The fun of writing short stories is that you can write the “what if?”, but you don't have to write the whole arc. You can write a disaster, but you don’t have to solve it. If in a novel (at least, in my novels), you have to have the triumph of the hero who struggles against a tragedy, in a short story you can just depict the tragedy itself.
The short story form is freer. You don’t – ha! – you don’t have to tell the whole story. Yes, it has to have movement. You have to have a change, or a decision, or a revelation. It’s not a static scene. That’s not interesting. It has to have movement.
But for someone like me, who believes that the story of, well, everything has, at its heart, a redemptive arc, and that that arc is at the heart of every good story – or that it at least has to be possible (there are tragedies where redemption is refused) – the short story allows for more experimentation. Because it's not the whole thing. It’s a small sliver. It’s a piece. It’s five minutes of the two-hour movie. It’s a scene.

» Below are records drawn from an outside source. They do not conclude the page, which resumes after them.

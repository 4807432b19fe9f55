use mdplanner_core::{
    CapacityPlan, FixedClock, Goal, Idea, Invoice, Note, Payment, ProjectStore, Quote,
    StoreError, StoreSettings, StrategicBuilder, StrategicLevel, TeamMember, TimeEntry,
    WeeklyAllocation,
};
use std::fs;
use tempfile::TempDir;

const NOW: &str = "2026-10-19T09:00:00.000Z";

fn open(dir: &TempDir) -> ProjectStore {
    let store =
        ProjectStore::new(StoreSettings::new(dir.path())).with_clock(FixedClock::new(NOW));
    store.create_project("Records").unwrap();
    store
}

#[test]
fn handwritten_goal_section_is_read() {
    let dir = TempDir::new().unwrap();
    let store = open(&dir);
    let path = dir.path().join("records.md");

    let mut text = fs::read_to_string(&path).unwrap();
    text.push_str(
        "\n<!-- Goals -->\n# Goals\n\n\
         ## Launch MVP {type: project; kpi: Users > 100; start: 2026-01-01; end: 2026-06-01; status: active}\n\
         <!-- id: goal_1 -->\n\
         Description of the goal.\n",
    );
    fs::write(&path, text).unwrap();

    let goal = store.get::<Goal>("goal_1").unwrap();
    assert_eq!(goal.title, "Launch MVP");
    assert_eq!(goal.goal_type, "project");
    assert_eq!(goal.kpi, "Users > 100");
    assert_eq!(goal.start_date, "2026-01-01");
    assert_eq!(goal.end_date, "2026-06-01");
    assert_eq!(goal.status, "active");
    assert_eq!(goal.description, "Description of the goal.");
}

#[test]
fn generic_crud_uses_prefixed_ids() {
    let dir = TempDir::new().unwrap();
    let store = open(&dir);

    for title in ["One", "Two", "Three"] {
        store.create(Goal::new(title)).unwrap();
    }
    store.delete::<Goal>("goal_2").unwrap();
    assert_eq!(store.next_id::<Goal>().unwrap(), "goal_4");

    let created = store.create(Goal::new("Four")).unwrap();
    assert_eq!(created.id, "goal_4");
    let titles = store
        .read_all::<Goal>()
        .unwrap()
        .into_iter()
        .map(|g| g.title)
        .collect::<Vec<_>>();
    assert_eq!(titles, vec!["One", "Three", "Four"]);

    let err = store.delete::<Goal>("goal_2").unwrap_err();
    assert_eq!(err.to_string(), "goal not found: goal_2");
}

#[test]
fn note_revisions_advance_and_created_is_kept() {
    let dir = TempDir::new().unwrap();
    let store = open(&dir);

    let note = store
        .create_note(Note::new("Standup", "  - indented\n\nsecond paragraph"))
        .unwrap();
    assert_eq!(note.revision, 1);
    assert_eq!(note.created_at, NOW);

    let updated = store
        .update_note(&note.id, Note::new("Standup", "rewritten"))
        .unwrap();
    assert_eq!(updated.revision, 2);
    assert_eq!(updated.created_at, NOW);

    let loaded = store.get::<Note>(&note.id).unwrap();
    assert_eq!(loaded.revision, 2);
    assert_eq!(loaded.content, "rewritten");
}

#[test]
fn ideas_expose_backlinks() {
    let dir = TempDir::new().unwrap();
    let store = open(&dir);

    let first = store.create_idea(Idea::new("Offline mode")).unwrap();
    assert_eq!(first.created, "2026-10-19");
    store
        .create_idea(Idea {
            links: vec![first.id.clone()],
            ..Idea::new("Sync engine")
        })
        .unwrap();

    let ideas = store.read_ideas_with_backlinks().unwrap();
    assert_eq!(ideas[0].backlinks, vec!["idea_2"]);
    assert!(ideas[1].backlinks.is_empty());
}

#[test]
fn capacity_members_and_allocations() {
    let dir = TempDir::new().unwrap();
    let store = open(&dir);
    let plan = store.create(CapacityPlan::new("Q1")).unwrap();

    let member = store
        .add_team_member(&plan.id, TeamMember::new("Sam"))
        .unwrap();
    assert_eq!(member.id.len(), 8);

    let allocation = store
        .add_allocation(
            &plan.id,
            WeeklyAllocation {
                member_id: member.id.clone(),
                week_start: "2026-10-19".to_string(),
                allocated_hours: 24.0,
                ..WeeklyAllocation::default()
            },
        )
        .unwrap();

    store
        .update_team_member(
            &plan.id,
            &member.id,
            TeamMember {
                role: "Engineer".to_string(),
                ..TeamMember::new("Sam")
            },
        )
        .unwrap();

    let loaded = store.get::<CapacityPlan>(&plan.id).unwrap();
    assert_eq!(loaded.team_members[0].role, "Engineer");
    assert_eq!(loaded.allocations[0].allocated_hours, 24.0);

    store.delete_allocation(&plan.id, &allocation.id).unwrap();
    assert!(matches!(
        store.delete_allocation(&plan.id, &allocation.id).unwrap_err(),
        StoreError::NotFound { .. }
    ));
    assert!(matches!(
        store.add_team_member("missing", TeamMember::new("Ghost")).unwrap_err(),
        StoreError::NotFound { .. }
    ));
}

#[test]
fn strategic_levels_renumber_on_delete() {
    let dir = TempDir::new().unwrap();
    let store = open(&dir);
    let builder = store.create(StrategicBuilder::new("2027 plan")).unwrap();

    let vision = store
        .add_strategic_level(&builder.id, StrategicLevel::new("vision", "Be the default"))
        .unwrap();
    let mission = store
        .add_strategic_level(
            &builder.id,
            StrategicLevel {
                parent_id: vision.id.clone(),
                ..StrategicLevel::new("mission", "Ship weekly")
            },
        )
        .unwrap();
    assert_eq!(mission.order, 1);

    store.delete_strategic_level(&builder.id, &vision.id).unwrap();
    let loaded = store.get::<StrategicBuilder>(&builder.id).unwrap();
    assert_eq!(loaded.levels.len(), 1);
    assert_eq!(loaded.levels[0].order, 0);
    assert!(loaded.levels[0].parent_id.is_empty());
}

#[test]
fn quotes_and_invoices_get_numbers() {
    let dir = TempDir::new().unwrap();
    let store = open(&dir);

    assert_eq!(store.next_quote_number().unwrap(), "Q-0001");
    let quote = store.create_quote(Quote::default()).unwrap();
    assert_eq!(quote.number, "Q-0001");
    assert_eq!(quote.created, "2026-10-19");

    let edited = store
        .update_quote(
            &quote.id,
            Quote {
                title: "Website".to_string(),
                created: "1999-01-01".to_string(),
                ..quote.clone()
            },
        )
        .unwrap();
    assert_eq!(edited.created, "2026-10-19");
    assert_eq!(store.next_invoice_number().unwrap(), "INV-0001");
}

#[test]
fn payments_update_their_invoice() {
    let dir = TempDir::new().unwrap();
    let store = open(&dir);
    let invoice = store
        .create_invoice(Invoice {
            total: 100.0,
            ..Invoice::default()
        })
        .unwrap();
    assert_eq!(invoice.number, "INV-0001");

    store
        .create_payment(Payment {
            invoice_id: invoice.id.clone(),
            amount: 40.0,
            ..Payment::default()
        })
        .unwrap();
    let partial = store.get::<Invoice>(&invoice.id).unwrap();
    assert_eq!(partial.status, "partial");
    assert_eq!(partial.paid_amount, 40.0);

    let payment = store
        .create_payment(Payment {
            invoice_id: invoice.id.clone(),
            amount: 60.0,
            ..Payment::default()
        })
        .unwrap();
    assert_eq!(payment.date, "2026-10-19");
    let paid = store.get::<Invoice>(&invoice.id).unwrap();
    assert_eq!(paid.status, "paid");
    assert_eq!(paid.paid_at, "2026-10-19");
    assert_eq!(store.read_all::<Payment>().unwrap().len(), 2);

    let err = store
        .create_payment(Payment {
            invoice_id: "nope".to_string(),
            amount: 1.0,
            ..Payment::default()
        })
        .unwrap_err();
    assert!(matches!(err, StoreError::NotFound { .. }));
    assert_eq!(store.read_all::<Payment>().unwrap().len(), 2);
}

#[test]
fn time_entries_per_task() {
    let dir = TempDir::new().unwrap();
    let store = open(&dir);

    let entry = store
        .add_time_entry(
            "1",
            TimeEntry {
                hours: 2.5,
                person: "Sam".to_string(),
                description: "pairing".to_string(),
                ..TimeEntry::default()
            },
        )
        .unwrap();
    assert_eq!(entry.date, "2026-10-19");
    store
        .add_time_entry(
            "1",
            TimeEntry {
                hours: 1.0,
                ..TimeEntry::default()
            },
        )
        .unwrap();

    assert_eq!(store.time_entries_for_task("1").unwrap().len(), 2);
    assert_eq!(store.total_hours_for_task("1").unwrap(), 3.5);
    assert_eq!(store.total_hours_for_task("2").unwrap(), 0.0);

    store
        .update_time_entry(
            "1",
            &entry.id,
            TimeEntry {
                hours: 3.0,
                ..entry.clone()
            },
        )
        .unwrap();
    assert_eq!(store.total_hours_for_task("1").unwrap(), 4.0);

    let logs = store.read_time_entries().unwrap();
    for log in &logs {
        for e in log.entries.clone() {
            store.delete_time_entry(&log.task_id, &e.id).unwrap();
        }
    }
    assert!(store.read_time_entries().unwrap().is_empty());
    assert!(matches!(
        store.delete_time_entry("1", &entry.id).unwrap_err(),
        StoreError::NotFound { .. }
    ));
}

And it better be a compelling scene. It better matter, it better mean something . . . but it doesn’t carry the weight that a longer piece of art – like a novel – has to carry. It can’t.
It can let you feel something – let you feel something exquisitely – without explaining all the rest of it. You get a little piece. It’s a sketch, a snippet, a sample.
And it’s fun to get to do that, especially when you’re used to writing things that take you months and months to complete. It’s fun to do something quick – something whose composition takes you a day, an hour – maybe only a few minutes.
I imagine the feeling is similar to what artists who work on 6’ canvases in oils feel when they get to do a 5-min. watercolor sketch.
Sometimes, short stories come out of “this feels like a little idea. I want a little canvas for it.”
Sometimes, short stories come out of the “this feels like a big idea, but I just want to highlight this tiny piece of it.”
They’re their own art form. And I’m not arguing that the short story is either inferior or superior to the novel.
It’s just that, as a novelist who’s now experimenting with shorter forms, I’m enjoying figuring out what works here, and why it works.
It’s fun!
Peace of Christ to you,
Jessica Snell
Peace of Christ to you,
Jessica Snell
2 comments:
It's a design swatch, not a sweater.
Christine, I *love* that metaphor - it's perfect!